This is a pic of my old layout before we moved into our new house. Its (roughly) based on the area around Edson Alberta in the foothills of the Rockies.
Same scene on same layout ... different angle.
This is one end of the Edson yard, includin an old steamer on display. You can see a similar sort of display at the yard in Jasper, Alberta (so that sort of makes it prototypical, right?).
Same corner as above but a few years earlier.
Another corner of the layout
Yet another corner
Finally, a bridge at, you guessed it, another corner!
This layout was all corners ... there were no straight sections.
This is an N scale layout built by Bob Wilson and his son, Colin. Funny how you sometimes can't tell the scale from a photo.
This is a small but exquisite layout. Harley Welsh, of the Prairie Rail Workshop, has a magic touch with little details. His is the type of layout that if looked at for a while reveals more and more details.
You probably don't see too many camel dealerships on a layout! This is just one of many little humourous details that Harley has built into his layout.
Relaxing for a moment at the freight shed.
The Western Development Museum in Saskatoon has a group of volunteers who are dedicated to building a layout at the museum that depicts railroad activities in the early part of the century in the province of Saskatchewan. Every Saturday they gather and work on various aspects of the layout and talk to the public. Over the past few years, it has proven to be a very popular attraction (among others) at the museum. If you are ever in Saskatoon, check it out!
I found this scene rather intriguing. The logging cart is about to cross the tracks ... I hope he has looked both ways!
A Canadian Northern passenger train crosses the South Saskatchewan river.
A scene from Saskatoon (years 'n years ago, of course).
This is a photo of a couple of models taken outdoors. The sky, background grass and grain elevator are real. All of the foreground is model. The diorama upon whish the locomotives sit was built out of junk wood lying around the garage and some cheap scenery material and an extra piece of flex track ain one evening. It has proven to be a very useful prop, both for photography and for display purposes.
Here's an interesting technique ... mixing the model and the real thing in the same photo. The foreground is the model and the background is at the local CP Rail yard.
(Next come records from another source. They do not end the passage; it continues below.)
//! Read-only access to the raw data behind event analytics
//!
//! The engine never queries storage itself. Handlers fetch aggregates through
//! [`EventDataSource`] and pass them to the builders.

use std::collections::HashMap;
use std::path::Path;
use std::sync::Mutex;

use async_trait::async_trait;
use rsvp_analytics::{AnalyticsError, InviteStats, RsvpStats, parse_instant, parse_timestamps};
use serde::{Deserialize, Serialize};
use thiserror::Error;
use time::OffsetDateTime;
use tracing::info;
use uuid::Uuid;

/// Data source errors
#[derive(Debug, Error)]
pub enum SourceError {
    #[error("Event not found: {0}")]
    EventNotFound(Uuid),

    #[error("Backend error: {0}")]
    Backend(String),

    #[error("Invalid fixture for event {event_id}: {source}")]
    InvalidFixture {
        event_id: Uuid,
        source: AnalyticsError,
    },

    #[error("Failed to read fixtures: {0}")]
    Io(#[from] std::io::Error),

    #[error("Failed to parse fixtures: {0}")]
    Parse(#[from] serde_json::Error),
}

/// Event metadata needed by the snapshot
#[derive(Debug, Clone, PartialEq, Eq, Serialize)]
#[serde(rename_all = "camelCase")]
pub struct EventRecord {
    pub id: Uuid,
    pub name: String,
    #[serde(with = "time::serde::rfc3339")]
    pub starts_at: OffsetDateTime,
}

/// Page-level engagement tracked between opening an invite and responding
#[derive(Debug, Clone, Copy, Default, PartialEq, Eq, Serialize, Deserialize)]
#[serde(rename_all = "camelCase")]
pub struct EngagementCounts {
    pub page_views: u64,
    pub form_starts: u64,
}

/// Raw analytics inputs for one event
#[async_trait]
pub trait EventDataSource: Send + Sync {
    async fn event(&self, event_id: Uuid) -> Result<EventRecord, SourceError>;

    async fn rsvp_stats(&self, event_id: Uuid) -> Result<RsvpStats, SourceError>;

    async fn invite_stats(&self, event_id: Uuid) -> Result<InviteStats, SourceError>;

    async fn engagement_counts(&self, event_id: Uuid) -> Result<EngagementCounts, SourceError>;

    /// Submission instant of every RSVP, in no particular order
    async fn rsvp_timestamps(&self, event_id: Uuid) -> Result<Vec<OffsetDateTime>, SourceError>;
}

/// Serialized form of an event, as found in a seed file
#[derive(Debug, Clone, Deserialize)]
#[serde(rename_all = "camelCase")]
pub struct EventFixture {
    pub id: Uuid,
    pub name: String,
    pub starts_at: String,
    #[serde(default)]
    pub rsvp_stats: RsvpStats,
    #[serde(default)]
    pub invite_stats: InviteStats,
    #[serde(default)]
    pub engagement: EngagementCounts,
    #[serde(default)]
    pub rsvp_timestamps: Vec<String>,
}

#[derive(Debug, Clone)]
struct StoredEvent {
    record: EventRecord,
    rsvp_stats: RsvpStats,
    invite_stats: InviteStats,
    engagement: EngagementCounts,
    rsvp_timestamps: Vec<OffsetDateTime>,
}

impl TryFrom<EventFixture> for StoredEvent {
    type Error = SourceError;

    fn try_from(fixture: EventFixture) -> Result<Self, Self::Error> {
        let event_id = fixture.id;
        let invalid = |source| SourceError::InvalidFixture { event_id, source };

        let starts_at = parse_instant(&fixture.starts_at).map_err(invalid)?;
        let rsvp_timestamps = parse_timestamps(&fixture.rsvp_timestamps).map_err(invalid)?;

        Ok(Self {
            record: EventRecord {
                id: event_id,
                name: fixture.name,
                starts_at,
            },
            rsvp_stats: fixture.rsvp_stats,
            invite_stats: fixture.invite_stats,
            engagement: fixture.engagement,
            rsvp_timestamps,
        })
    }
}

/// In-memory data source for tests and local development
#[derive(Debug, Default)]
pub struct MemorySource {
    events: Mutex<HashMap<Uuid, StoredEvent>>,
}

impl MemorySource {
    pub fn new() -> Self {
        Self::default()
    }

    /// Load fixtures from a JSON array on disk
    pub async fn load(path: &Path) -> Result<Self, SourceError> {
        let raw = tokio::fs::read(path).await?;
        let fixtures: Vec<EventFixture> = serde_json::from_slice(&raw)?;

        let source = Self::new();
        for fixture in fixtures {
            source.insert(fixture)?;
        }
        info!("Loaded {} event fixture(s) from {}", source.len()?, path.display());
        Ok(source)
    }

    /// Insert or replace an event. Rejects fixtures with malformed instants.
    pub fn insert(&self, fixture: EventFixture) -> Result<(), SourceError> {
        let stored = StoredEvent::try_from(fixture)?;
        let mut events = self
            .events
            .lock()
            .map_err(|_| SourceError::Backend("Lock poisoned".into()))?;
        events.insert(stored.record.id, stored);
        Ok(())
    }

    /// Number of stored events
    pub fn len(&self) -> Result<usize, SourceError> {
        let events = self
            .events
            .lock()
            .map_err(|_| SourceError::Backend("Lock poisoned".into()))?;
        Ok(events.len())
    }

    /// Whether no events are stored
    pub fn is_empty(&self) -> Result<bool, SourceError> {
        Ok(self.len()? == 0)
    }

    fn with_event<T>(
        &self,
        event_id: Uuid,
        f: impl FnOnce(&StoredEvent) -> T,
    ) -> Result<T, SourceError> {
        let events = self
            .events
            .lock()
            .map_err(|_| SourceError::Backend("Lock poisoned".into()))?;
        events
            .get(&event_id)
            .map(f)
            .ok_or(SourceError::EventNotFound(event_id))
    }
}

#[async_trait]
impl EventDataSource for MemorySource {
    async fn event(&self, event_id: Uuid) -> Result<EventRecord, SourceError> {
        self.with_event(event_id, |e| e.record.clone())
    }

    async fn rsvp_stats(&self, event_id: Uuid) -> Result<RsvpStats, SourceError> {
        self.with_event(event_id, |e| e.rsvp_stats)
    }

    async fn invite_stats(&self, event_id: Uuid) -> Result<InviteStats, SourceError> {
        self.with_event(event_id, |e| e.invite_stats)
    }

    async fn engagement_counts(&self, event_id: Uuid) -> Result<EngagementCounts, SourceError> {
        self.with_event(event_id, |e| e.engagement)
    }

    async fn rsvp_timestamps(&self, event_id: Uuid) -> Result<Vec<OffsetDateTime>, SourceError> {
        self.with_event(event_id, |e| e.rsvp_timestamps.clone())
    }
}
The diorama is actually just half of a rise in the ground upon which the track sits. The other half, on the other side of the train is naked plywood. You can do what you like there, including putting props in to flesh out the scene.
I think the simple act of putting a couple of telephone poles in the near background lends a lot of authenticity to this picture.
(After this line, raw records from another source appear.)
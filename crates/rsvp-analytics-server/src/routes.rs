//! HTTP routes

pub mod analytics;
//! Hand-off to the local delivery agent (`dovecot-lda`).

use std::process::Stdio;

use async_trait::async_trait;
use chrono::{DateTime, Utc};
use tokio::io::AsyncWriteExt;
use tokio::process::Command;
use tracing::{debug, error, info};

use crate::error::DeliveryError;
use crate::pipeline::types::RoutingDecision;

/// Value of the `X-Processed-By` header.
pub const PROCESSED_BY: &str = "mail-bridge";

/// Places a message into a user's mailbox folder.
#[async_trait]
pub trait DeliveryAgent: Send + Sync {
    async fn deliver(
        &self,
        user: &str,
        folder: &str,
        message: &[u8],
    ) -> Result<(), DeliveryError>;
}

/// Runs `<program> -d <user> -m <folder>` with the message on stdin.
pub struct LdaAgent {
    program: String,
}

impl LdaAgent {
    pub fn new(program: impl Into<String>) -> Self {
        Self {
            program: program.into(),
        }
    }
}

#[async_trait]
impl DeliveryAgent for LdaAgent {
    async fn deliver(
        &self,
        user: &str,
        folder: &str,
        message: &[u8],
    ) -> Result<(), DeliveryError> {
        let mut child = Command::new(&self.program)
            .args(["-d", user, "-m", folder])
            .stdin(Stdio::piped())
            .spawn()
            .map_err(|source| DeliveryError::Spawn {
                program: self.program.clone(),
                source,
            })?;

        if let Some(mut stdin) = child.stdin.take() {
            match stdin.write_all(message).await {
                Ok(()) => {}
                // Agent closed stdin early; its exit status decides.
                Err(e) if e.kind() == std::io::ErrorKind::BrokenPipe => {
                    debug!("Delivery agent closed stdin early");
                }
                Err(e) => return Err(DeliveryError::Stdin(e)),
            }
            drop(stdin);
        }

        let status = child.wait().await.map_err(DeliveryError::Stdin)?;
        if status.success() {
            info!(user = %user, folder = %folder, "Successfully delivered");
            Ok(())
        } else {
            error!(user = %user, folder = %folder, code = ?status.code(), "Delivery failed");
            Err(DeliveryError::AgentFailed {
                code: status.code(),
                folder: folder.to_string(),
            })
        }
    }
}

/// Prepend the routing headers to a raw message.
///
/// Adds `X-Marked-As` when the decision carries a marker, plus
/// `X-Processed-By` and `X-Processed-At`.
pub fn annotate(raw: &[u8], decision: &RoutingDecision, at: DateTime<Utc>) -> Vec<u8> {
    let eol: &[u8] = if raw.windows(2).any(|w| w == b"\r\n") {
        b"\r\n"
    } else {
        b"\n"
    };

    let mut headers: Vec<(&str, String)> = Vec::new();
    if let Some(mark) = &decision.mark_as {
        headers.push(("X-Marked-As", header_value(mark)));
    }
    headers.push(("X-Processed-By", PROCESSED_BY.to_string()));
    headers.push(("X-Processed-At", at.to_rfc3339()));

    let mut out = Vec::with_capacity(raw.len() + 128);
    for (name, value) in headers {
        out.extend_from_slice(name.as_bytes());
        out.extend_from_slice(b": ");
        out.extend_from_slice(value.as_bytes());
        out.extend_from_slice(eol);
    }
    out.extend_from_slice(raw);
    out
}

/// Header-safe value: no line breaks.
fn header_value(value: &str) -> String {
    value
        .chars()
        .map(|c| if c == '\r' || c == '\n' { ' ' } else { c })
        .collect::<String>()
        .trim()
        .to_string()
}
//! Push notifications via an operator-configured webhook.

use std::time::Duration;

use async_trait::async_trait;
use chrono::Utc;
use serde::Serialize;
use tracing::{info, warn};

use crate::config::PushSettings;
use crate::error::NetworkError;

/// `source` field of every notification.
pub const NOTIFICATION_SOURCE: &str = "mail-bridge";

/// JSON body posted to the webhook.
#[derive(Debug, Clone, Serialize)]
pub struct PushNotification {
    pub title: String,
    pub body: String,
    pub source: String,
    /// RFC 3339.
    pub timestamp: String,
}

impl PushNotification {
    pub fn new(title: &str, body: &str) -> Self {
        Self {
            title: title.to_string(),
            body: body.to_string(),
            source: NOTIFICATION_SOURCE.to_string(),
            timestamp: Utc::now().to_rfc3339(),
        }
    }
}

/// Something that can deliver a push notification.
#[async_trait]
pub trait Notifier: Send + Sync {
    async fn notify(&self, notification: &PushNotification) -> Result<(), NetworkError>;
}

/// Posts notifications as JSON to a webhook URL.
pub struct WebhookNotifier {
    client: reqwest::Client,
    url: String,
    timeout: Duration,
}

impl WebhookNotifier {
    pub fn new(url: impl Into<String>, timeout: Duration) -> Self {
        Self {
            client: reqwest::Client::new(),
            url: url.into(),
            timeout,
        }
    }

    /// Build from settings. `None` when notifications are disabled or no URL
    /// is configured.
    pub fn from_settings(settings: &PushSettings) -> Option<Self> {
        if !settings.enabled {
            return None;
        }
        match settings.webhook_url.as_deref().map(str::trim) {
            Some(url) if !url.is_empty() => Some(Self::new(url, settings.timeout())),
            _ => {
                warn!("Push notifications enabled but no webhook_url configured");
                None
            }
        }
    }
}

#[async_trait]
impl Notifier for WebhookNotifier {
    async fn notify(&self, notification: &PushNotification) -> Result<(), NetworkError> {
        let resp = self
            .client
            .post(&self.url)
            .json(notification)
            .timeout(self.timeout)
            .send()
            .await
            .map_err(|e| NetworkError::Webhook(e.without_url().to_string()))?;

        let status = resp.status();
        info!(status = %status, "Push notification sent");
        if status.is_success() {
            Ok(())
        } else {
            Err(NetworkError::Webhook(format!("webhook returned {status}")))
        }
    }
}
I really like the way that the background clouds enhance these two pictures.
This is a really nice arount-the-wall layout built by Ron Lambert of the Prairie Rail Workshop. Although the photo shows a CPR loco one usually sees CNR power on the line. Future pictures will undoubtedly catch a couple.
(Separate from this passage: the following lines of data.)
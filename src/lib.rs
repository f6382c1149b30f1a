//! mail-bridge: POP3 accounts → rule-based routing → local IMAP mailboxes.

pub mod check;
pub mod config;
pub mod error;
pub mod fetchmail;
pub mod import;
pub mod pipeline;
pub mod pop3;
pub mod store;
pub mod vault;
pub mod web;

pub use error::{Error, Result};

/// File name of the delivery log inside the log directory.
pub const DELIVERY_LOG_FILE: &str = "process_mail.log";
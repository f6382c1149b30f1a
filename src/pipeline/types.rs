//! Shared types for the delivery pipeline.

use serde::Serialize;

/// Folder used when no rule matches.
pub const DEFAULT_FOLDER: &str = "INBOX";

/// Notification title used when the matching rule sets none.
pub const DEFAULT_PUSH_TITLE: &str = "New Email";

/// Notification body used when the message has no Subject.
pub const NO_SUBJECT: &str = "(no subject)";

// ── Routing decision ────────────────────────────────────────────────

/// Where a message goes and what happens alongside delivery.
///
/// Exactly one decision is produced per message.
#[derive(Debug, Clone, PartialEq, Eq, Serialize)]
pub struct RoutingDecision {
    /// Destination mailbox folder.
    pub folder: String,
    /// Tag written as `X-Marked-As`.
    pub mark_as: Option<String>,
    /// Whether to send a push notification.
    pub push_notify: bool,
    pub push_title: String,
    /// Raw Subject, or a placeholder.
    pub push_body: String,
    /// Name of the rule that produced this decision, if any.
    pub matched_rule: Option<String>,
}

impl RoutingDecision {
    /// The no-match decision for a message with the given Subject.
    pub fn default_for(subject: Option<&str>) -> Self {
        Self {
            folder: DEFAULT_FOLDER.to_string(),
            mark_as: None,
            push_notify: false,
            push_title: DEFAULT_PUSH_TITLE.to_string(),
            push_body: subject.unwrap_or(NO_SUBJECT).to_string(),
            matched_rule: None,
        }
    }

    pub fn is_default(&self) -> bool {
        self.matched_rule.is_none()
    }
}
Ron has played around extensively with computer generated waybills and is very interested in operation.
Here's the CN power!
Jim Banner actually has two layouts ... an indoor and an outdoor. Yes, that's right. For part of the year here in Saskatchewan its actually nice enough to consider going outdoors. The Lorraine Valley is the name of the indoor railroad but I thought it would be fun to look at the outdoor one as well.
This is part of one of the yards in the LV. Jim is an electronics professional and has all sorts of little electronics gizmos hooked up to his system, including a small computer to control various aspects of the layout. Jim is also an absolute wizard at making things from scratch, including tools!
This photo turned out pretty well. I'm not sure exactly why ... perhaps the detail? the backdrop?
Outdoors on the JR again.
Another scene from the LV.
The initials stand for Lopsided, Backwards, Smeared, Smudged and Gouged! The name is dedicated to some of the hazards that go with painting and decorating model railroad equipment. Leslie says that the locomotives on his railway are modeled on the three foot rule (ie. they look quite prototypical from three feet away).
First generation diesels are the motive power of choice and the setting is
the fictitious town of Zachary, somewhere in rural Saskatchewan.